There is pain, too, in the friend’s wounds. Blood, punctures; Han Kang does not hesitate to call a spade a spade, nor to relativize the damage; Even in the hospital, the woman is able to recognize that hers is nothing compared to what so many victims of the human machinery of death have suffered. Below, other no less significant themes beat, such as the question about whether we ever know who our ancestors were (as immediate as the mother) or a test of how far one can go for a friend, to what extent empathy , solidarity or complicity weave a network that turns the family pain of one into the other.
Due to the choral nature of the voices that come to her, Han Kang connects with another Nobel Prize-winning author, the Belarusian Svetlana Aleksievich. From very different conceptions of the literary fact – the testimonial journalism of one versus the imaginative and experimental construction of the other – it can be said that they have similar sensibilities, common concerns: giving voice to the victims, acting as transmitters of the stories that were silenced. Literature thus takes on a social function; Yes, without ever losing the narrative demand, the aesthetic emotion, which in the end is what gives the creative text its soul, its emotion.
Migraines
The author has said from time to time that the migraines she suffers leave her in a state of stupor that in a way inclines her towards this type of writing, a state that manages to infect the reader. Despite being a very different novel from his masterpiece, The vegetarianwith Impossible to say goodbye once again signs a great book, an even deeper book if possible, which grows page after page and once again speaks of the violence of the human being crystallized in the body, in the battered bodies of the victims, the destroyed bodies, the dead, that resonate like a chorus of voices impossible to silence, because “the war never ended, it only remained in suspense.”

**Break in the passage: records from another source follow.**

//! Chapter identity resolution
//!
//! Maps the displayed resource onto the absolute href stamped on annotations.
//! The navigator's loaded resource and its explicit TOC URL can disagree, so
//! lookups follow a fixed fallback order and the first hit wins.

use std::sync::Arc;

use crate::annotations::{AnnotationError, Result};
use crate::navigator::Navigator;
use crate::publication::{DocumentModel, Link};

/// Canonical identity of the displayed chapter
#[derive(Debug, Clone, PartialEq)]
pub struct ResolvedChapter {
    /// Absolute URL used for storage and matching
    pub href: String,
    /// Table-of-contents entry that produced the href
    pub entry: Link,
    /// Link of the loaded resource, as the navigator reports it
    pub chapter: Link,
}

#[derive(Clone)]
pub struct AnchorResolver {
    document: Arc<dyn DocumentModel>,
    navigator: Arc<dyn Navigator>,
}

impl AnchorResolver {
    pub fn new(document: Arc<dyn DocumentModel>, navigator: Arc<dyn Navigator>) -> Self {
        Self {
            document,
            navigator,
        }
    }

    pub fn document(&self) -> &Arc<dyn DocumentModel> {
        &self.document
    }

    pub fn navigator(&self) -> &Arc<dyn Navigator> {
        &self.navigator
    }

    /// Resolve the chapter identity of the displayed resource
    pub fn resolve(&self) -> Result<ResolvedChapter> {
        let chapter = self.navigator.current_chapter_link();
        let chapter_href = chapter.href_str();

        let mut entry = self.document.toc_item(chapter_href);

        // An explicit TOC URL replaces the chapter lookup, even when it misses
        if let Some(toc_url) = self.navigator.current_toc_url() {
            entry = self.document.toc_item(&toc_url);
        }

        // Resources outside the primary reading order are only reachable by absolute href
        if entry.is_none() {
            entry = self
                .document
                .absolute_href(chapter_href)
                .and_then(|absolute| self.document.toc_item_absolute(&absolute));
        }

        let entry = entry.ok_or_else(|| AnnotationError::Resolution {
            href: chapter_href.to_string(),
        })?;

        let href = entry
            .href
            .as_deref()
            .and_then(|href| self.document.absolute_href(href))
            .ok_or_else(|| AnnotationError::Resolution {
                href: chapter_href.to_string(),
            })?;

        Ok(ResolvedChapter {
            href,
            entry,
            chapter,
        })
    }
}
//! Publication data models
//!
//! Shapes of a Readium web publication manifest, reduced to what annotation
//! anchoring needs.

use serde::{Deserialize, Serialize};

/// A link in the reading order or table of contents
#[derive(Debug, Clone, Serialize, Deserialize, PartialEq, Default)]
#[serde(rename_all = "camelCase")]
pub struct Link {
    /// Relative or absolute href; section-only nodes have none
    #[serde(default, skip_serializing_if = "Option::is_none")]
    pub href: Option<String>,

    #[serde(rename = "type", default, skip_serializing_if = "Option::is_none")]
    pub media_type: Option<String>,

    #[serde(default, skip_serializing_if = "Option::is_none")]
    pub title: Option<String>,

    #[serde(default, skip_serializing_if = "Vec::is_empty")]
    pub children: Vec<Link>,
}

impl Link {
    pub fn new(href: impl Into<String>, title: impl Into<String>) -> Self {
        Self {
            href: Some(href.into()),
            media_type: None,
            title: Some(title.into()),
            children: Vec::new(),
        }
    }

    /// A title-only node grouping its children
    pub fn section(title: impl Into<String>, children: Vec<Link>) -> Self {
        Self {
            href: None,
            media_type: None,
            title: Some(title.into()),
            children,
        }
    }

    pub fn with_type(mut self, media_type: impl Into<String>) -> Self {
        self.media_type = Some(media_type.into());
        self
    }

    pub fn with_children(mut self, children: Vec<Link>) -> Self {
        self.children = children;
        self
    }

    pub fn href_str(&self) -> &str {
        self.href.as_deref().unwrap_or("")
    }
}

/// Location details inside a resource
#[derive(Debug, Clone, Serialize, Deserialize, PartialEq, Default)]
pub struct LocatorLocations {
    #[serde(default, skip_serializing_if = "Option::is_none")]
    pub progression: Option<f64>,

    #[serde(default, skip_serializing_if = "Option::is_none")]
    pub fragment: Option<String>,
}

/// A navigation target handed to the navigator
#[derive(Debug, Clone, Serialize, Deserialize, PartialEq, Default)]
#[serde(rename_all = "camelCase")]
pub struct Locator {
    pub href: String,

    #[serde(rename = "type", default, skip_serializing_if = "Option::is_none")]
    pub media_type: Option<String>,

    #[serde(default, skip_serializing_if = "Option::is_none")]
    pub title: Option<String>,

    #[serde(default)]
    pub locations: LocatorLocations,
}

impl Locator {
    /// Start of a resource
    pub fn start_of(href: impl Into<String>) -> Self {
        Self {
            href: href.into(),
            media_type: None,
            title: None,
            locations: LocatorLocations {
                progression: Some(0.0),
                fragment: None,
            },
        }
    }
}

/// Publication-level metadata
#[derive(Debug, Clone, Serialize, Deserialize, PartialEq, Default)]
pub struct Metadata {
    #[serde(default, skip_serializing_if = "Option::is_none")]
    pub title: Option<String>,
}

/// Raw web publication manifest
#[derive(Debug, Clone, Serialize, Deserialize, PartialEq, Default)]
#[serde(rename_all = "camelCase")]
pub struct Manifest {
    #[serde(default)]
    pub metadata: Metadata,

    #[serde(default)]
    pub reading_order: Vec<Link>,

    #[serde(default)]
    pub toc: Vec<Link>,
}
mod app;
mod commands;

use std::io::IsTerminal;
use std::path::PathBuf;

use clap::{Parser, Subcommand};

#[derive(Parser)]
#[command(name = "marginalia-cli", about = "Inspect and manage reader annotations", version)]
struct Cli {
    /// Annotation settings file (TOML)
    #[arg(long, global = true)]
    config: Option<PathBuf>,

    /// Annotation store file (overrides the settings)
    #[arg(long, global = true)]
    store: Option<PathBuf>,

    /// Output format
    #[arg(long, global = true, default_value = "plain")]
    format: OutputFormat,

    /// Disable ANSI colors
    #[arg(long, global = true)]
    no_color: bool,

    #[command(subcommand)]
    command: Command,
}

#[derive(Clone, Debug, clap::ValueEnum)]
pub enum OutputFormat {
    Plain,
    Json,
}

#[derive(Subcommand)]
enum Command {
    /// List stored annotations
    List {
        /// Only annotations of this chapter (absolute URL)
        #[arg(long)]
        href: Option<String>,
    },

    /// Show annotations grouped by chapter
    Tree {
        /// Web publication manifest (JSON)
        #[arg(long)]
        manifest: PathBuf,
        /// URL the manifest is served from
        #[arg(long)]
        base_url: String,
    },

    /// Delete an annotation, confirming with the remote first when configured
    Delete {
        /// Annotation id
        id: String,
    },

    /// Replace the store with annotations from a JSON file
    Seed {
        /// Array of annotations, or an object with a `highlights` array
        file: PathBuf,
    },
}

#[tokio::main]
async fn main() -> anyhow::Result<()> {
    env_logger::init();

    let cli = Cli::parse();
    let use_color = !cli.no_color && std::io::stdout().is_terminal();
    let app = app::App::new(cli.config.as_deref(), cli.store)?;

    match cli.command {
        Command::List { href } => {
            commands::list::run(&app, href.as_deref(), &cli.format).await?;
        }
        Command::Tree { manifest, base_url } => {
            commands::tree::run(&app, &manifest, &base_url, &cli.format, use_color).await?;
        }
        Command::Delete { id } => {
            commands::delete::run(&app, &id, &cli.format).await?;
        }
        Command::Seed { file } => {
            commands::seed::run(&app, &file, &cli.format).await?;
        }
    }

    Ok(())
}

“Everyone remained silent, even the relatives of those massacred, because opening one’s mouth was equivalent to siding with the enemy.” Perhaps in the West the Jeju massacre is far away, but we know what violence, repression, and fear mean. We know the importance of collective historical memory. If official History is written by the victors, fiction acts as a speaker for others. Sometimes, so brilliantly that it penetrates deep down. If expressions such as knocking, hitting or shaking, applied to books, had not been repeated until they became trivial, they would be the type of epithets that would be applied to this narrator.
We don’t know where Han Kang will take us, but we know that we won’t emerge from its pages unscathed. We know that he will give us great literature, that will move us in unexpected ways. And, at the end of the day, you have to keep digging in the snow, go out into the open, clean it all, even if your hands end up cracked and your body trembling.